### Work to be completed:
Please restate the following records word for word.

Items listed in a dataset
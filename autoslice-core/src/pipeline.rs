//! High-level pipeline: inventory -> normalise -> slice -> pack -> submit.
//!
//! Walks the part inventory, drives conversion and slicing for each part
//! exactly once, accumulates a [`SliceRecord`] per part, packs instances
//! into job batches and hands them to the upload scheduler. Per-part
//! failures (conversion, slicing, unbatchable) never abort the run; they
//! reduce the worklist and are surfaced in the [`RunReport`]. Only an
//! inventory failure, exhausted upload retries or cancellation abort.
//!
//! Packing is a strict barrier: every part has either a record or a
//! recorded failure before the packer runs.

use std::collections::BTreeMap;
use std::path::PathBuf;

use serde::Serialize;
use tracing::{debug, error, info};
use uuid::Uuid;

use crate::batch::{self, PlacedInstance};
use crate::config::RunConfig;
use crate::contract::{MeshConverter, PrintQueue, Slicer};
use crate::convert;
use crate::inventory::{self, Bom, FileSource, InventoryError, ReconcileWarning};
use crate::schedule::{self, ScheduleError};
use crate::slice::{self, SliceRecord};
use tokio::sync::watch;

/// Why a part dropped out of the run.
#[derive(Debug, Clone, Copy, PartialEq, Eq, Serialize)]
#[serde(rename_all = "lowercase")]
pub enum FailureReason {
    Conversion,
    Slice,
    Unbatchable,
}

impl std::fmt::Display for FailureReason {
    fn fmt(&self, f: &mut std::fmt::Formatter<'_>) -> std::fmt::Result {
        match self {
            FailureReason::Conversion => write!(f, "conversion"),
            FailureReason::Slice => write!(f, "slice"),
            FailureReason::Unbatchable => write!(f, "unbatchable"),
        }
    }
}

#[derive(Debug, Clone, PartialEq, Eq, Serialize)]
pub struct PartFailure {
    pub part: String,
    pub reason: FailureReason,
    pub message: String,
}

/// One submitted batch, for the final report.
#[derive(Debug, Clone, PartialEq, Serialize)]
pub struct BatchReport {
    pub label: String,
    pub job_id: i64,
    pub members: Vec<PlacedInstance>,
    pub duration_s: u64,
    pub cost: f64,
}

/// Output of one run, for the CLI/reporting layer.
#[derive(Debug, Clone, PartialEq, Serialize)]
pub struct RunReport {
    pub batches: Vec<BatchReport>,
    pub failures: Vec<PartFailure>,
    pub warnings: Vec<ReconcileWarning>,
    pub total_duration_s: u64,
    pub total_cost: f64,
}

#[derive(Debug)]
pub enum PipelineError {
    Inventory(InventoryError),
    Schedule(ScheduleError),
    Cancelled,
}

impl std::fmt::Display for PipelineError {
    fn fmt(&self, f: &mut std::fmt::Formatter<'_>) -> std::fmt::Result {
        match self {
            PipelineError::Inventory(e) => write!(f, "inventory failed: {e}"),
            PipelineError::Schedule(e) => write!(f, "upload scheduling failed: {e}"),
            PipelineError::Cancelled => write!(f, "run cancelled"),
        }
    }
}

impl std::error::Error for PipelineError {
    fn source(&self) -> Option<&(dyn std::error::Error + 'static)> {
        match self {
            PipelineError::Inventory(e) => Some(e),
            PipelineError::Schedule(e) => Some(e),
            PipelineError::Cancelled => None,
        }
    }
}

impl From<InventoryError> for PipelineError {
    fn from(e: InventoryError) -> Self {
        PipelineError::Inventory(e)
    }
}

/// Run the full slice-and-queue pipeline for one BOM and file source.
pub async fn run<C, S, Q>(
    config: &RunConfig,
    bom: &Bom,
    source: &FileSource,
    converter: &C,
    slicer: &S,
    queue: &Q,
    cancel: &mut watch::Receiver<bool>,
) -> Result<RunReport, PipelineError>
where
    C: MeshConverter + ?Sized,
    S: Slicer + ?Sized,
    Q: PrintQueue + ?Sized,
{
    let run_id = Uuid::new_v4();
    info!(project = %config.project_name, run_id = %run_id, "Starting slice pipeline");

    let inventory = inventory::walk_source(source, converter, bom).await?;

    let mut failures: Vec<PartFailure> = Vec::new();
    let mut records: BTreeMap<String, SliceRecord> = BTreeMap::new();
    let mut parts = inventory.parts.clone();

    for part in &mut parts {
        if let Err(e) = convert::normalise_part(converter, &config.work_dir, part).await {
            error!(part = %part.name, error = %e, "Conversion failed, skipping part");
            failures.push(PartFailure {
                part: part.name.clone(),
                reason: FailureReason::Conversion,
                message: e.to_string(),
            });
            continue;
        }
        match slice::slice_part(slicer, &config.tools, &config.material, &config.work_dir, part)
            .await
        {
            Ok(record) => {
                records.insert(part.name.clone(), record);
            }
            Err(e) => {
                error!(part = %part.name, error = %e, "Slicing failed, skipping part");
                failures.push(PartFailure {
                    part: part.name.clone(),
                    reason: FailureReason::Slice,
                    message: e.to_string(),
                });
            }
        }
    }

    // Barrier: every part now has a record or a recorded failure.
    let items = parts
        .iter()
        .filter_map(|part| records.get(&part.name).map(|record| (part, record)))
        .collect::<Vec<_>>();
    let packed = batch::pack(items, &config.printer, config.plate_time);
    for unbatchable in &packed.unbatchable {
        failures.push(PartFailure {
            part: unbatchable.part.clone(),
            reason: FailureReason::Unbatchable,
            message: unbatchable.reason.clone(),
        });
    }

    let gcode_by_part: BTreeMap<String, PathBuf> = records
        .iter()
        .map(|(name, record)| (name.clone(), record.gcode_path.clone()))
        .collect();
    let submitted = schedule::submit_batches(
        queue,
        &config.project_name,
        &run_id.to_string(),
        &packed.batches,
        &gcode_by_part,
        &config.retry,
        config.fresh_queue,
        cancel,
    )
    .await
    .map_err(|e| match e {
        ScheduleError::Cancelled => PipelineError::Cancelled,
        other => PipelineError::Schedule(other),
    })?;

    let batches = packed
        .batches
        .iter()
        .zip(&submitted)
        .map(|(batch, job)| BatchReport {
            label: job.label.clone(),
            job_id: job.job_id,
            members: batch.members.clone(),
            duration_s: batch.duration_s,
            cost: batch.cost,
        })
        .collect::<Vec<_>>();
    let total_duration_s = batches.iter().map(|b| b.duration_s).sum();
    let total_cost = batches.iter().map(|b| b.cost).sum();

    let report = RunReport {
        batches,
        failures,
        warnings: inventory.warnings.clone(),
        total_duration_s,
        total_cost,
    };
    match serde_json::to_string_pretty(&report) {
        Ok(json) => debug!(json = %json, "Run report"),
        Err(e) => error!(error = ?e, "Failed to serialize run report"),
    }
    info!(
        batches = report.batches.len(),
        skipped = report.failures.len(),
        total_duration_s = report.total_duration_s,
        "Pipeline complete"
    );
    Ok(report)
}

### Answer section:
filename autoslice-core/src/pipeline.rs
//! High-level pipeline: inventory -> normalise -> slice -> pack -> submit.
//!
//! Walks the part inventory, drives conversion and slicing for each part
//! exactly once, accumulates a [`SliceRecord`] per part, packs instances
//! into job batches and hands them to the upload scheduler. Per-part
//! failures (conversion, slicing, unbatchable) never abort the run; they
//! reduce the worklist and are surfaced in the [`RunReport`]. Only an
//! inventory failure, exhausted upload retries or cancellation abort.
//!
//! Packing is a strict barrier: every part has either a record or a
//! recorded failure before the packer runs.

use std::collections::BTreeMap;
use std::path::PathBuf;

use serde::Serialize;
use tracing::{debug, error, info};
use uuid::Uuid;

use crate::batch::{self, PlacedInstance};
use crate::config::RunConfig;
use crate::contract::{MeshConverter, PrintQueue, Slicer};
use crate::convert;
use crate::inventory::{self, Bom, FileSource, InventoryError, ReconcileWarning};
use crate::schedule::{self, ScheduleError};
use crate::slice::{self, SliceRecord};
use tokio::sync::watch;

/// Why a part dropped out of the run.
#[derive(Debug, Clone, Copy, PartialEq, Eq, Serialize)]
#[serde(rename_all = "lowercase")]
pub enum FailureReason {
    Conversion,
    Slice,
    Unbatchable,
}

impl std::fmt::Display for FailureReason {
    fn fmt(&self, f: &mut std::fmt::Formatter<'_>) -> std::fmt::Result {
        match self {
            FailureReason::Conversion => write!(f, "conversion"),
            FailureReason::Slice => write!(f, "slice"),
            FailureReason::Unbatchable => write!(f, "unbatchable"),
        }
    }
}

#[derive(Debug, Clone, PartialEq, Eq, Serialize)]
pub struct PartFailure {
    pub part: String,
    pub reason: FailureReason,
    pub message: String,
}

/// One submitted batch, for the final report.
#[derive(Debug, Clone, PartialEq, Serialize)]
pub struct BatchReport {
    pub label: String,
    pub job_id: i64,
    pub members: Vec<PlacedInstance>,
    pub duration_s: u64,
    pub cost: f64,
}

/// Output of one run, for the CLI/reporting layer.
#[derive(Debug, Clone, PartialEq, Serialize)]
pub struct RunReport {
    pub batches: Vec<BatchReport>,
    pub failures: Vec<PartFailure>,
    pub warnings: Vec<ReconcileWarning>,
    pub total_duration_s: u64,
    pub total_cost: f64,
}

#[derive(Debug)]
pub enum PipelineError {
    Inventory(InventoryError),
    Schedule(ScheduleError),
    Cancelled,
}

impl std::fmt::Display for PipelineError {
    fn fmt(&self, f: &mut std::fmt::Formatter<'_>) -> std::fmt::Result {
        match self {
            PipelineError::Inventory(e) => write!(f, "inventory failed: {e}"),
            PipelineError::Schedule(e) => write!(f, "upload scheduling failed: {e}"),
            PipelineError::Cancelled => write!(f, "run cancelled"),
        }
    }
}

impl std::error::Error for PipelineError {
    fn source(&self) -> Option<&(dyn std::error::Error + 'static)> {
        match self {
            PipelineError::Inventory(e) => Some(e),
            PipelineError::Schedule(e) => Some(e),
            PipelineError::Cancelled => None,
        }
    }
}

impl From<InventoryError> for PipelineError {
    fn from(e: InventoryError) -> Self {
        PipelineError::Inventory(e)
    }
}

/// Run the full slice-and-queue pipeline for one BOM and file source.
pub async fn run<C, S, Q>(
    config: &RunConfig,
    bom: &Bom,
    source: &FileSource,
    converter: &C,
    slicer: &S,
    queue: &Q,
    cancel: &mut watch::Receiver<bool>,
) -> Result<RunReport, PipelineError>
where
    C: MeshConverter + ?Sized,
    S: Slicer + ?Sized,
    Q: PrintQueue + ?Sized,
{
    let run_id = Uuid::new_v4();
    info!(project = %config.project_name, run_id = %run_id, "Starting slice pipeline");

    let inventory = inventory::walk_source(source, converter, bom).await?;

    let mut failures: Vec<PartFailure> = Vec::new();
    let mut records: BTreeMap<String, SliceRecord> = BTreeMap::new();
    let mut parts = inventory.parts.clone();

    for part in &mut parts {
        if let Err(e) = convert::normalise_part(converter, &config.work_dir, part).await {
            error!(part = %part.name, error = %e, "Conversion failed, skipping part");
            failures.push(PartFailure {
                part: part.name.clone(),
                reason: FailureReason::Conversion,
                message: e.to_string(),
            });
            continue;
        }
        match slice::slice_part(slicer, &config.tools, &config.material, &config.work_dir, part)
            .await
        {
            Ok(record) => {
                records.insert(part.name.clone(), record);
            }
            Err(e) => {
                error!(part = %part.name, error = %e, "Slicing failed, skipping part");
                failures.push(PartFailure {
                    part: part.name.clone(),
                    reason: FailureReason::Slice,
                    message: e.to_string(),
                });
            }
        }
    }

    // Barrier: every part now has a record or a recorded failure.
    let items = parts
        .iter()
        .filter_map(|part| records.get(&part.name).map(|record| (part, record)))
        .collect::<Vec<_>>();
    let packed = batch::pack(items, &config.printer, config.plate_time);
    for unbatchable in &packed.unbatchable {
        failures.push(PartFailure {
            part: unbatchable.part.clone(),
            reason: FailureReason::Unbatchable,
            message: unbatchable.reason.clone(),
        });
    }

    let gcode_by_part: BTreeMap<String, PathBuf> = records
        .iter()
        .map(|(name, record)| (name.clone(), record.gcode_path.clone()))
        .collect();
    let submitted = schedule::submit_batches(
        queue,
        &config.project_name,
        &run_id.to_string(),
        &packed.batches,
        &gcode_by_part,
        &config.retry,
        config.fresh_queue,
        cancel,
    )
    .await
    .map_err(|e| match e {
        ScheduleError::Cancelled => PipelineError::Cancelled,
        other => PipelineError::Schedule(other),
    })?;

    let batches = packed
        .batches
        .iter()
        .zip(&submitted)
        .map(|(batch, job)| BatchReport {
            label: job.label.clone(),
            job_id: job.job_id,
            members: batch.members.clone(),
            duration_s: batch.duration_s,
            cost: batch.cost,
        })
        .collect::<Vec<_>>();
    let total_duration_s = batches.iter().map(|b| b.duration_s).sum();
    let total_cost = batches.iter().map(|b| b.cost).sum();

    let report = RunReport {
        batches,
        failures,
        warnings: inventory.warnings.clone(),
        total_duration_s,
        total_cost,
    };
    match serde_json::to_string_pretty(&report) {
        Ok(json) => debug!(json = %json, "Run report"),
        Err(e) => error!(error = ?e, "Failed to serialize run report"),
    }
    info!(
        batches = report.batches.len(),
        skipped = report.failures.len(),
        total_duration_s = report.total_duration_s,
        "Pipeline complete"
    );
    Ok(report)
}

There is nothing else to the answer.